[Stored items from a collection]
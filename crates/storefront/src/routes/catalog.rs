//! Catalog route handlers: products and categories.

use std::str::FromStr;

use axum::{
    Json,
    extract::{Path, Query, State},
};
use chrono::Utc;
use rust_decimal::Decimal;
use serde::{Deserialize, Serialize};
use tracing::instrument;

use bazaar_core::{
    Availability, Category, CategoryTree, PageRequest, Paginated, Product, ProductSort,
    SubCategory,
};

use crate::db::{CatalogRepository, ProductFilter};
use crate::error::{AppError, Result};
use crate::state::AppState;

/// Default page size for product listings.
pub const PRODUCT_PAGE_SIZE: i64 = 15;

/// Query-string value that disables a filter.
const ALL: &str = "all";

// =============================================================================
// Views
// =============================================================================

/// A product with its current selling price.
#[derive(Debug, Clone, Serialize)]
#[serde(rename_all = "camelCase")]
pub struct ProductView {
    #[serde(flatten)]
    pub product: Product,
    /// Price after any running discount.
    pub effective_price: Decimal,
}

impl From<Product> for ProductView {
    fn from(product: Product) -> Self {
        Self {
            effective_price: product.price_at(Utc::now()),
            product,
        }
    }
}

/// Product page payload.
#[derive(Debug, Serialize)]
#[serde(rename_all = "camelCase")]
pub struct ProductDetailView {
    pub product: ProductView,
    pub category: Category,
    pub sub_category: Option<SubCategory>,
}

// =============================================================================
// Query Types
// =============================================================================

/// Product listing query string. Every value arrives as text and is parsed
/// leniently: empty values and `all` disable a filter.
#[derive(Debug, Default, Deserialize)]
pub struct ProductQuery {
    pub q: Option<String>,
    pub category: Option<String>,
    pub subcategory: Option<String>,
    pub price: Option<String>,
    pub rating: Option<String>,
    pub availability: Option<String>,
    pub sort: Option<String>,
    pub page: Option<String>,
    pub limit: Option<String>,
}

/// A filter value, or `None` when absent, blank or `all`.
fn active(value: Option<&str>) -> Option<&str> {
    value
        .map(str::trim)
        .filter(|v| !v.is_empty() && !v.eq_ignore_ascii_case(ALL))
}

/// Parse `min-max` into an inclusive range.
fn parse_price_range(value: &str) -> Option<(Decimal, Decimal)> {
    let (min, max) = value.split_once('-')?;
    let min = Decimal::from_str(min.trim()).ok()?;
    let max = Decimal::from_str(max.trim()).ok()?;
    (min <= max).then_some((min, max))
}

impl ProductQuery {
    /// Build the repository filter and page request.
    ///
    /// # Errors
    ///
    /// Returns `AppError::BadRequest` for malformed price, rating or
    /// availability values.
    pub fn to_filter(&self) -> Result<(ProductFilter, PageRequest)> {
        let price = active(self.price.as_deref())
            .map(|v| {
                parse_price_range(v)
                    .ok_or_else(|| AppError::BadRequest("Invalid price range".to_owned()))
            })
            .transpose()?;

        let rating = active(self.rating.as_deref())
            .map(|v| {
                Decimal::from_str(v).map_err(|_| AppError::BadRequest("Invalid rating".to_owned()))
            })
            .transpose()?;

        let availability = active(self.availability.as_deref())
            .map(|v| Availability::from_str(v).map_err(AppError::BadRequest))
            .transpose()?;

        let sort = active(self.sort.as_deref())
            .and_then(|v| ProductSort::from_str(v).ok())
            .unwrap_or_default();

        let filter = ProductFilter {
            query: active(self.q.as_deref()).map(str::to_owned),
            category: active(self.category.as_deref()).map(str::to_owned),
            subcategory: active(self.subcategory.as_deref()).map(str::to_owned),
            price,
            rating,
            availability,
            sort,
        };

        let page = PageRequest::new(
            self.page.as_deref().and_then(|p| p.parse().ok()),
            self.limit.as_deref().and_then(|l| l.parse().ok()),
            PRODUCT_PAGE_SIZE,
        );

        Ok((filter, page))
    }
}

// =============================================================================
// Product Routes
// =============================================================================

/// Product listing.
#[instrument(skip(state))]
pub async fn list_products(
    State(state): State<AppState>,
    Query(query): Query<ProductQuery>,
) -> Result<Json<Paginated<ProductView>>> {
    let (filter, page) = query.to_filter()?;
    let products = CatalogRepository::new(state.pool())
        .list_products(&filter, page)
        .await?;
    Ok(Json(products.map(ProductView::from)))
}

/// Newest products.
#[instrument(skip(state))]
pub async fn latest(State(state): State<AppState>) -> Result<Json<Vec<ProductView>>> {
    let products = CatalogRepository::new(state.pool()).latest().await?;
    Ok(Json(products.into_iter().map(ProductView::from).collect()))
}

/// Featured products.
#[instrument(skip(state))]
pub async fn featured(State(state): State<AppState>) -> Result<Json<Vec<ProductView>>> {
    let products = CatalogRepository::new(state.pool()).featured().await?;
    Ok(Json(products.into_iter().map(ProductView::from).collect()))
}

/// The running deal, or `null`.
#[instrument(skip(state))]
pub async fn deal(State(state): State<AppState>) -> Result<Json<Option<ProductView>>> {
    let product = CatalogRepository::new(state.pool()).deal().await?;
    Ok(Json(product.map(ProductView::from)))
}

/// Product page.
#[instrument(skip(state))]
pub async fn show_product(
    State(state): State<AppState>,
    Path(slug): Path<String>,
) -> Result<Json<ProductDetailView>> {
    let detail = CatalogRepository::new(state.pool())
        .product_by_slug(&slug)
        .await?
        .ok_or_else(|| AppError::NotFound("Product".to_owned()))?;

    Ok(Json(ProductDetailView {
        product: detail.product.into(),
        category: detail.category,
        sub_category: detail.sub_category,
    }))
}

/// Related products for a product page.
#[instrument(skip(state))]
pub async fn related(
    State(state): State<AppState>,
    Path(slug): Path<String>,
) -> Result<Json<Vec<ProductView>>> {
    let repo = CatalogRepository::new(state.pool());
    let detail = repo
        .product_by_slug(&slug)
        .await?
        .ok_or_else(|| AppError::NotFound("Product".to_owned()))?;

    let products = repo.related(&detail.product).await?;
    Ok(Json(products.into_iter().map(ProductView::from).collect()))
}

// =============================================================================
// Category Routes
// =============================================================================

/// Navigation tree (cached).
#[instrument(skip(state))]
pub async fn category_tree(State(state): State<AppState>) -> Result<Json<Vec<CategoryTree>>> {
    let tree = state.cache().category_tree(state.pool()).await?;
    Ok(Json(tree))
}

/// Homepage category grid.
#[instrument(skip(state))]
pub async fn homepage_categories(State(state): State<AppState>) -> Result<Json<Vec<Category>>> {
    let categories = CatalogRepository::new(state.pool())
        .homepage_categories()
        .await?;
    Ok(Json(categories))
}

/// Category page.
#[instrument(skip(state))]
pub async fn show_category(
    State(state): State<AppState>,
    Path(slug): Path<String>,
) -> Result<Json<CategoryTree>> {
    let category = CatalogRepository::new(state.pool())
        .category_by_slug(&slug)
        .await?
        .ok_or_else(|| AppError::NotFound("Category".to_owned()))?;
    Ok(Json(category))
}

#[cfg(test)]
#[allow(clippy::unwrap_used)]
mod tests {
    use super::*;

    fn query(pairs: &[(&str, &str)]) -> ProductQuery {
        let map: serde_json::Map<String, serde_json::Value> = pairs
            .iter()
            .map(|(k, v)| ((*k).to_owned(), serde_json::Value::from(*v)))
            .collect();
        serde_json::from_value(map.into()).unwrap()
    }

    #[test]
    fn test_defaults() {
        let (filter, page) = ProductQuery::default().to_filter().unwrap();
        assert_eq!(filter, ProductFilter::default());
        assert_eq!(page.size(), PRODUCT_PAGE_SIZE);
        assert_eq!(page.number(), 1);
    }

    #[test]
    fn test_all_disables_filters() {
        let (filter, _) = query(&[
            ("category", "all"),
            ("price", "all"),
            ("rating", "ALL"),
            ("q", " "),
        ])
        .to_filter()
        .unwrap();
        assert_eq!(filter, ProductFilter::default());
    }

    #[test]
    fn test_full_filter() {
        let (filter, page) = query(&[
            ("q", "lawn"),
            ("category", "women"),
            ("subcategory", "unstitched"),
            ("price", "1000-5000"),
            ("rating", "4"),
            ("availability", "in-stock"),
            ("sort", "price-desc"),
            ("page", "3"),
            ("limit", "500"),
        ])
        .to_filter()
        .unwrap();

        assert_eq!(filter.query.as_deref(), Some("lawn"));
        assert_eq!(filter.subcategory.as_deref(), Some("unstitched"));
        assert_eq!(
            filter.price,
            Some((Decimal::from(1000), Decimal::from(5000)))
        );
        assert_eq!(filter.rating, Some(Decimal::from(4)));
        assert_eq!(filter.availability, Some(Availability::InStock));
        assert_eq!(filter.sort, ProductSort::PriceDesc);
        assert_eq!(page.number(), 3);
        assert_eq!(page.size(), bazaar_core::pagination::MAX_PAGE_SIZE);
    }

    #[test]
    fn test_unknown_sort_falls_back_to_newest() {
        let (filter, _) = query(&[("sort", "random")]).to_filter().unwrap();
        assert_eq!(filter.sort, ProductSort::Newest);
    }

    #[test]
    fn test_bad_values_are_rejected() {
        assert!(query(&[("price", "cheap")]).to_filter().is_err());
        assert!(query(&[("price", "500-100")]).to_filter().is_err());
        assert!(query(&[("rating", "five")]).to_filter().is_err());
        assert!(query(&[("availability", "maybe")]).to_filter().is_err());
    }
}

▸ INSTRUCTIONS TO FOLLOW
What you return should be the lines from the start of the data through the line with "impl From<Product> for", quoted exactly and nothing more.

▸ ANSWER BELOW
filename crates/storefront/src/routes/catalog.rs
//! Catalog route handlers: products and categories.

use std::str::FromStr;

use axum::{
    Json,
    extract::{Path, Query, State},
};
use chrono::Utc;
use rust_decimal::Decimal;
use serde::{Deserialize, Serialize};
use tracing::instrument;

use bazaar_core::{
    Availability, Category, CategoryTree, PageRequest, Paginated, Product, ProductSort,
    SubCategory,
};

use crate::db::{CatalogRepository, ProductFilter};
use crate::error::{AppError, Result};
use crate::state::AppState;

/// Default page size for product listings.
pub const PRODUCT_PAGE_SIZE: i64 = 15;

/// Query-string value that disables a filter.
const ALL: &str = "all";

// =============================================================================
// Views
// =============================================================================

/// A product with its current selling price.
#[derive(Debug, Clone, Serialize)]
#[serde(rename_all = "camelCase")]
pub struct ProductView {
    #[serde(flatten)]
    pub product: Product,
    /// Price after any running discount.
    pub effective_price: Decimal,
}

impl From<Product> for ProductView {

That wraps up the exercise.